*DIRECTIONS:*
Could you reproduce, from the records below, everything from the line with "pub fn label(&self)" down to the line with "last tax bracket", keeping both of those lines and changing nothing?

*GIVEN INFORMATION:*
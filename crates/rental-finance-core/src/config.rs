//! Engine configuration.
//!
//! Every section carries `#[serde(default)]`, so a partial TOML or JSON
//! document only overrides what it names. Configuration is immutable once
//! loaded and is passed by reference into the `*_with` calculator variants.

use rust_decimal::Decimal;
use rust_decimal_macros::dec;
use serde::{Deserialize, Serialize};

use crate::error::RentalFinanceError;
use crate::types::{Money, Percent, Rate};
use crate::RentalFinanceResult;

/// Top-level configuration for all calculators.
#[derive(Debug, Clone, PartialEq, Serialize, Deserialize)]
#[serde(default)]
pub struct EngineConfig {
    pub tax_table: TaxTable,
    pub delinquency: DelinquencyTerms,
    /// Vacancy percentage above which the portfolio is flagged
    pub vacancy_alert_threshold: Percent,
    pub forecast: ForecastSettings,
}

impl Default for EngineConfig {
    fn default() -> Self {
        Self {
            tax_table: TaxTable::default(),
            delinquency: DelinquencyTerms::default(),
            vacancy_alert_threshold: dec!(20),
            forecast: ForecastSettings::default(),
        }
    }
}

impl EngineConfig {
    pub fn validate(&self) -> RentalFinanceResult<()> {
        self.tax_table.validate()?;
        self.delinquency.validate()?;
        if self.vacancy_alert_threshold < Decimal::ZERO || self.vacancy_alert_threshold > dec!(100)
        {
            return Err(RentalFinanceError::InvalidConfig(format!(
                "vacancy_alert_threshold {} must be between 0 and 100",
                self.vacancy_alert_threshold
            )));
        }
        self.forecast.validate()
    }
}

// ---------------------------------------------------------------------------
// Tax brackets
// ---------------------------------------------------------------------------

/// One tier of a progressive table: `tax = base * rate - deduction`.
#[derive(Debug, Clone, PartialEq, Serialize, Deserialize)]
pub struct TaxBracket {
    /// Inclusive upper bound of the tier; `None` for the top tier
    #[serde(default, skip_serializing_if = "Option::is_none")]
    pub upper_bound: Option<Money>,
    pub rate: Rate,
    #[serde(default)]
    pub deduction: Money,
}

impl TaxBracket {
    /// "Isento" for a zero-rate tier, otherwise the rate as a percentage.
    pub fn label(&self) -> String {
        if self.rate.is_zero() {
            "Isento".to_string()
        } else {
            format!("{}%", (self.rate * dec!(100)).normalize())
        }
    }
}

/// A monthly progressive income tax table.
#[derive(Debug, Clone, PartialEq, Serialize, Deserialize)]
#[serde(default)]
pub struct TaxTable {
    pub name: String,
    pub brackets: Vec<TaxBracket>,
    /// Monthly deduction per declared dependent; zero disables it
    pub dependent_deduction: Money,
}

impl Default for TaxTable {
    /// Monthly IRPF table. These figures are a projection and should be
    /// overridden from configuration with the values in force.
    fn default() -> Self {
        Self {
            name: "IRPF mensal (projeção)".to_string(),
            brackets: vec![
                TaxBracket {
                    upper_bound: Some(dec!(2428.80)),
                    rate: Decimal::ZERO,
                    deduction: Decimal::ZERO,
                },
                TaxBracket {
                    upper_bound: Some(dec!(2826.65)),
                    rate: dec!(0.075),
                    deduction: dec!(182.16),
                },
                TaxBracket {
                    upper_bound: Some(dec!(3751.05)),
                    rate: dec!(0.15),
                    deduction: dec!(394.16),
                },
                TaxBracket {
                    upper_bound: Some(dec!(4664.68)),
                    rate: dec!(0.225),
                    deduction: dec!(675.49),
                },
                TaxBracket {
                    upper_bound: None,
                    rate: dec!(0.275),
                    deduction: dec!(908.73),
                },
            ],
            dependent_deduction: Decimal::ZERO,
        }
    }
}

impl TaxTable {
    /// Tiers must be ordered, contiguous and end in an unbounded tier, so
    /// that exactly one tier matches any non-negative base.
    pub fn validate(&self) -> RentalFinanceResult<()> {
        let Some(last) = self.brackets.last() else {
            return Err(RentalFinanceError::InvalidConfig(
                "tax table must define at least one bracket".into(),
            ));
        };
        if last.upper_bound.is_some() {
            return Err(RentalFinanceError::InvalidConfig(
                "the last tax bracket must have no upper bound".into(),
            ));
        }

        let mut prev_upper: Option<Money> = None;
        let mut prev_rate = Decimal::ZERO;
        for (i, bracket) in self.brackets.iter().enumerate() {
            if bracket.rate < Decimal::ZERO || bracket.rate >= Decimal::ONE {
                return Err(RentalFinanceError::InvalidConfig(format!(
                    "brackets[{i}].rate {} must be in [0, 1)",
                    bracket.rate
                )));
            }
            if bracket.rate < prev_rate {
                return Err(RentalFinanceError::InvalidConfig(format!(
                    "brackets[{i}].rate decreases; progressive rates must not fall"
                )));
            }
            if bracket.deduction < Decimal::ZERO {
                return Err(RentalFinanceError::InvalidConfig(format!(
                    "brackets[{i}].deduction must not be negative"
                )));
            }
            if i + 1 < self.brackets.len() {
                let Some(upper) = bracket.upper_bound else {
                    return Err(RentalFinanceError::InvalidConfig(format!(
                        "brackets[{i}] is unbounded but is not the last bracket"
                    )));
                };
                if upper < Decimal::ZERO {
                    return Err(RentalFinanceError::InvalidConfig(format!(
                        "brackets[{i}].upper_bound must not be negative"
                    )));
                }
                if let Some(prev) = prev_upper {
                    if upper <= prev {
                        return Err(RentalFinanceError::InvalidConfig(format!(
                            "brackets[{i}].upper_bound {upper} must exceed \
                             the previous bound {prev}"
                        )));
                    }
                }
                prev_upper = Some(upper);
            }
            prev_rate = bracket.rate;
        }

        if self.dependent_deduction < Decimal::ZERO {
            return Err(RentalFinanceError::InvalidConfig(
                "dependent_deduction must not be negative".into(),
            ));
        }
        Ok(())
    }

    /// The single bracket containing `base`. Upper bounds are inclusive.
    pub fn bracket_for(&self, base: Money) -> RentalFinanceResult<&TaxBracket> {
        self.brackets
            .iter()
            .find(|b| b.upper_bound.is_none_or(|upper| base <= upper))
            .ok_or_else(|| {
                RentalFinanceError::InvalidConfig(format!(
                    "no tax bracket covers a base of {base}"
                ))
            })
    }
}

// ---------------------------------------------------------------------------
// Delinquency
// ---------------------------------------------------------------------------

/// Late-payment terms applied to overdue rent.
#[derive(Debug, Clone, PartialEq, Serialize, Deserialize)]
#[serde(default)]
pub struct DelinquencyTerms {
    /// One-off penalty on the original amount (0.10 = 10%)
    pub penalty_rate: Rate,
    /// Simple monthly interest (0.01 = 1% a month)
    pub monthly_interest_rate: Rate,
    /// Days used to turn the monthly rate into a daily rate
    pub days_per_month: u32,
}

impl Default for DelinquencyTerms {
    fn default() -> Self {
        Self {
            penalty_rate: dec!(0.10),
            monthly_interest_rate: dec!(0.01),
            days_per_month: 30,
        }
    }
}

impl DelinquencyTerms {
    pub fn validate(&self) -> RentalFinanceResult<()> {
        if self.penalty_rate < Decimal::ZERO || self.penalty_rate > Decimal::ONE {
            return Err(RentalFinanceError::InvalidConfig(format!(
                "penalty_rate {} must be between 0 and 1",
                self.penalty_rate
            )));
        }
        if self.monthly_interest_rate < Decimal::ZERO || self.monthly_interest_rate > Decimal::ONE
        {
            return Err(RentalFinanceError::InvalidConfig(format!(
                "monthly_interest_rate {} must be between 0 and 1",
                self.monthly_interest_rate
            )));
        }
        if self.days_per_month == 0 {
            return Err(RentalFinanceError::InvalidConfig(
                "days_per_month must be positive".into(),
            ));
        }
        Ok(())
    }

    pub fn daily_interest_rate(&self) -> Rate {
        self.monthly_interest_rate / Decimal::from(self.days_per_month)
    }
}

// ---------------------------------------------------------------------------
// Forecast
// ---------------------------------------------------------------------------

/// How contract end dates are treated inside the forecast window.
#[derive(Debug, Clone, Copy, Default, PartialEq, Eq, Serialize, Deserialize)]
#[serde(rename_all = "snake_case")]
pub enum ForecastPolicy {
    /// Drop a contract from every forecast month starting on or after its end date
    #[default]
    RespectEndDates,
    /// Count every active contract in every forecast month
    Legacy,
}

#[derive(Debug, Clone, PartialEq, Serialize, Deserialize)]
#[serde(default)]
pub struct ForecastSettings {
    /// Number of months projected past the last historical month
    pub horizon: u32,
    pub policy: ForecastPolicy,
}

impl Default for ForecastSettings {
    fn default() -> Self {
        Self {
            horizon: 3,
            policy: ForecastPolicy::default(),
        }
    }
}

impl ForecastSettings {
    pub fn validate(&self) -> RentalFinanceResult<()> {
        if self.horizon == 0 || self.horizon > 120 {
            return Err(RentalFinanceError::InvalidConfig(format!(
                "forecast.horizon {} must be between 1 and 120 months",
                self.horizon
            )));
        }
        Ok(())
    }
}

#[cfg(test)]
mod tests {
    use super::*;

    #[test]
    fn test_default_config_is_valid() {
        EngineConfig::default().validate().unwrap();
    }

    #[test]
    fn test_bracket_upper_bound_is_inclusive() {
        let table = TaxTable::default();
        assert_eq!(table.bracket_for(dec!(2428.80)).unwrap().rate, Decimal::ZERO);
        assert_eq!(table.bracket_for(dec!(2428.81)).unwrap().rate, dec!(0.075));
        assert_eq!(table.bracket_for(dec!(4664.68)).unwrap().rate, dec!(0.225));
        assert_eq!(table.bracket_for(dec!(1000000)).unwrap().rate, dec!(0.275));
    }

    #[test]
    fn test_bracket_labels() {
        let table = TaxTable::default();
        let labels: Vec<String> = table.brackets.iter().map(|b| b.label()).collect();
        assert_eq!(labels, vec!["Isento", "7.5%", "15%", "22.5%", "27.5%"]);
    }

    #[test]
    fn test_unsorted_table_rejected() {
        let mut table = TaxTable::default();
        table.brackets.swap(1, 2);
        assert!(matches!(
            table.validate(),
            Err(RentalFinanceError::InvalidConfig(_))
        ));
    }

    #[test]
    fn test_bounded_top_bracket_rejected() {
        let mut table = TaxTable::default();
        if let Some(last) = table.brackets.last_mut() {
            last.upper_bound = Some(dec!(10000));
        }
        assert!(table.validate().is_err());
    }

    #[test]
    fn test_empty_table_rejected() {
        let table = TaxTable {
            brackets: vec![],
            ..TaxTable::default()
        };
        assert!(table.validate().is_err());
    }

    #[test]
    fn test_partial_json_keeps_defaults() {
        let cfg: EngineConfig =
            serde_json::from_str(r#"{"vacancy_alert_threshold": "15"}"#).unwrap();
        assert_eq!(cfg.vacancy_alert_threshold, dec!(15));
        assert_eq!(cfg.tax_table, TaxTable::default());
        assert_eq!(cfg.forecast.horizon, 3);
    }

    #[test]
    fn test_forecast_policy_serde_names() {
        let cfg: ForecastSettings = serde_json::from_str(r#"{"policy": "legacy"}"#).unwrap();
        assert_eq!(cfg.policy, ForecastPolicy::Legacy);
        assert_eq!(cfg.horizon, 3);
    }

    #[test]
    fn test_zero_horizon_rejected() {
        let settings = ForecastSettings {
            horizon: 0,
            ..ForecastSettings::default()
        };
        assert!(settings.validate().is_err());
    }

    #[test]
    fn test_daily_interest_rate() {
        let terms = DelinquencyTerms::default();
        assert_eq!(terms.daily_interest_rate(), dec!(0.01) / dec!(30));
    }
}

*RESULT OF THIS EXERCISE:*
    pub fn label(&self) -> String {
        if self.rate.is_zero() {
            "Isento".to_string()
        } else {
            format!("{}%", (self.rate * dec!(100)).normalize())
        }
    }
}

/// A monthly progressive income tax table.
#[derive(Debug, Clone, PartialEq, Serialize, Deserialize)]
#[serde(default)]
pub struct TaxTable {
    pub name: String,
    pub brackets: Vec<TaxBracket>,
    /// Monthly deduction per declared dependent; zero disables it
    pub dependent_deduction: Money,
}

impl Default for TaxTable {
    /// Monthly IRPF table. These figures are a projection and should be
    /// overridden from configuration with the values in force.
    fn default() -> Self {
        Self {
            name: "IRPF mensal (projeção)".to_string(),
            brackets: vec![
                TaxBracket {
                    upper_bound: Some(dec!(2428.80)),
                    rate: Decimal::ZERO,
                    deduction: Decimal::ZERO,
                },
                TaxBracket {
                    upper_bound: Some(dec!(2826.65)),
                    rate: dec!(0.075),
                    deduction: dec!(182.16),
                },
                TaxBracket {
                    upper_bound: Some(dec!(3751.05)),
                    rate: dec!(0.15),
                    deduction: dec!(394.16),
                },
                TaxBracket {
                    upper_bound: Some(dec!(4664.68)),
                    rate: dec!(0.225),
                    deduction: dec!(675.49),
                },
                TaxBracket {
                    upper_bound: None,
                    rate: dec!(0.275),
                    deduction: dec!(908.73),
                },
            ],
            dependent_deduction: Decimal::ZERO,
        }
    }
}

impl TaxTable {
    /// Tiers must be ordered, contiguous and end in an unbounded tier, so
    /// that exactly one tier matches any non-negative base.
    pub fn validate(&self) -> RentalFinanceResult<()> {
        let Some(last) = self.brackets.last() else {
            return Err(RentalFinanceError::InvalidConfig(
                "tax table must define at least one bracket".into(),
            ));
        };
        if last.upper_bound.is_some() {
            return Err(RentalFinanceError::InvalidConfig(
                "the last tax bracket must have no upper bound".into(),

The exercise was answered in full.